The task ▸ Print the records below verbatim.

Stored data entries
..........

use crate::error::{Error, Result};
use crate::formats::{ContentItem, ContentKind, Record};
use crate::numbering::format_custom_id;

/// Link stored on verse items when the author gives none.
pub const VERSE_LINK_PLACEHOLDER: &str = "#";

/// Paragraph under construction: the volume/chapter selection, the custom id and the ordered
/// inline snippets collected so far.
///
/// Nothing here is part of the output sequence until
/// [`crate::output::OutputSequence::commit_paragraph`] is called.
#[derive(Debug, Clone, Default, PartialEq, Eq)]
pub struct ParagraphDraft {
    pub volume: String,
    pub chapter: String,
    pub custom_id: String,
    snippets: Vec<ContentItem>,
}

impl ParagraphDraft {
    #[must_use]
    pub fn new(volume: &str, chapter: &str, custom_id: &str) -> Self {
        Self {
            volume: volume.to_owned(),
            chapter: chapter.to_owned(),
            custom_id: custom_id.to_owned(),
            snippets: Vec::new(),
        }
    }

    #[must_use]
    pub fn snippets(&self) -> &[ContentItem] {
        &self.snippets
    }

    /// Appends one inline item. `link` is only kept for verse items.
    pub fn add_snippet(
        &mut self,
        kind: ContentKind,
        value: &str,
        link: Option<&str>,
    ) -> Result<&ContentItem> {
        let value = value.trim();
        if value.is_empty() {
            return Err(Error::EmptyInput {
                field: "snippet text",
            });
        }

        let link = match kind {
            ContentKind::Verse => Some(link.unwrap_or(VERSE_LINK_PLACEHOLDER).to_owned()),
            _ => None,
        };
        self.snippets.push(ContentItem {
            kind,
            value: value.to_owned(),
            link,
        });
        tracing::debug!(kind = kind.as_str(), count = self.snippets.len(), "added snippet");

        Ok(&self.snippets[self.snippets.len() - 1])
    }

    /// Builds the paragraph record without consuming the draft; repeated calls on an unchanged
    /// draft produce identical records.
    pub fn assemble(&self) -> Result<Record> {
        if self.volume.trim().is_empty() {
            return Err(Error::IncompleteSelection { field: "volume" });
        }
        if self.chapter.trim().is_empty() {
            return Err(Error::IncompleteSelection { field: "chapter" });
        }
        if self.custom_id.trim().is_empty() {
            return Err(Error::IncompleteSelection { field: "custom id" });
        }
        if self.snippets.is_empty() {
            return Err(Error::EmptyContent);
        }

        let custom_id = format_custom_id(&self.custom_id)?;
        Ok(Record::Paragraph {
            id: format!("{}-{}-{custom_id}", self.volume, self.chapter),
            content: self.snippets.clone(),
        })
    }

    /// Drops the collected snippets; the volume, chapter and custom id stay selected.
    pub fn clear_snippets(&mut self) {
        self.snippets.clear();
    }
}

..........

Solution ▸
use crate::error::{Error, Result};
use crate::formats::{ContentItem, ContentKind, Record};
use crate::numbering::format_custom_id;

/// Link stored on verse items when the author gives none.
pub const VERSE_LINK_PLACEHOLDER: &str = "#";

/// Paragraph under construction: the volume/chapter selection, the custom id and the ordered
/// inline snippets collected so far.
///
/// Nothing here is part of the output sequence until
/// [`crate::output::OutputSequence::commit_paragraph`] is called.
#[derive(Debug, Clone, Default, PartialEq, Eq)]
pub struct ParagraphDraft {
    pub volume: String,
    pub chapter: String,
    pub custom_id: String,
    snippets: Vec<ContentItem>,
}

impl ParagraphDraft {
    #[must_use]
    pub fn new(volume: &str, chapter: &str, custom_id: &str) -> Self {
        Self {
            volume: volume.to_owned(),
            chapter: chapter.to_owned(),
            custom_id: custom_id.to_owned(),
            snippets: Vec::new(),
        }
    }

    #[must_use]
    pub fn snippets(&self) -> &[ContentItem] {
        &self.snippets
    }

    /// Appends one inline item. `link` is only kept for verse items.
    pub fn add_snippet(
        &mut self,
        kind: ContentKind,
        value: &str,
        link: Option<&str>,
    ) -> Result<&ContentItem> {
        let value = value.trim();
        if value.is_empty() {
            return Err(Error::EmptyInput {
                field: "snippet text",
            });
        }

        let link = match kind {
            ContentKind::Verse => Some(link.unwrap_or(VERSE_LINK_PLACEHOLDER).to_owned()),
            _ => None,
        };
        self.snippets.push(ContentItem {
            kind,
            value: value.to_owned(),
            link,
        });
        tracing::debug!(kind = kind.as_str(), count = self.snippets.len(), "added snippet");

        Ok(&self.snippets[self.snippets.len() - 1])
    }

    /// Builds the paragraph record without consuming the draft; repeated calls on an unchanged
    /// draft produce identical records.
    pub fn assemble(&self) -> Result<Record> {
        if self.volume.trim().is_empty() {
            return Err(Error::IncompleteSelection { field: "volume" });
        }
        if self.chapter.trim().is_empty() {
            return Err(Error::IncompleteSelection { field: "chapter" });
        }
        if self.custom_id.trim().is_empty() {
            return Err(Error::IncompleteSelection { field: "custom id" });
        }
        if self.snippets.is_empty() {
            return Err(Error::EmptyContent);
        }

        let custom_id = format_custom_id(&self.custom_id)?;
        Ok(Record::Paragraph {
            id: format!("{}-{}-{custom_id}", self.volume, self.chapter),
            content: self.snippets.clone(),
        })
    }

    /// Drops the collected snippets; the volume, chapter and custom id stay selected.
    pub fn clear_snippets(&mut self) {
        self.snippets.clear();
    }
}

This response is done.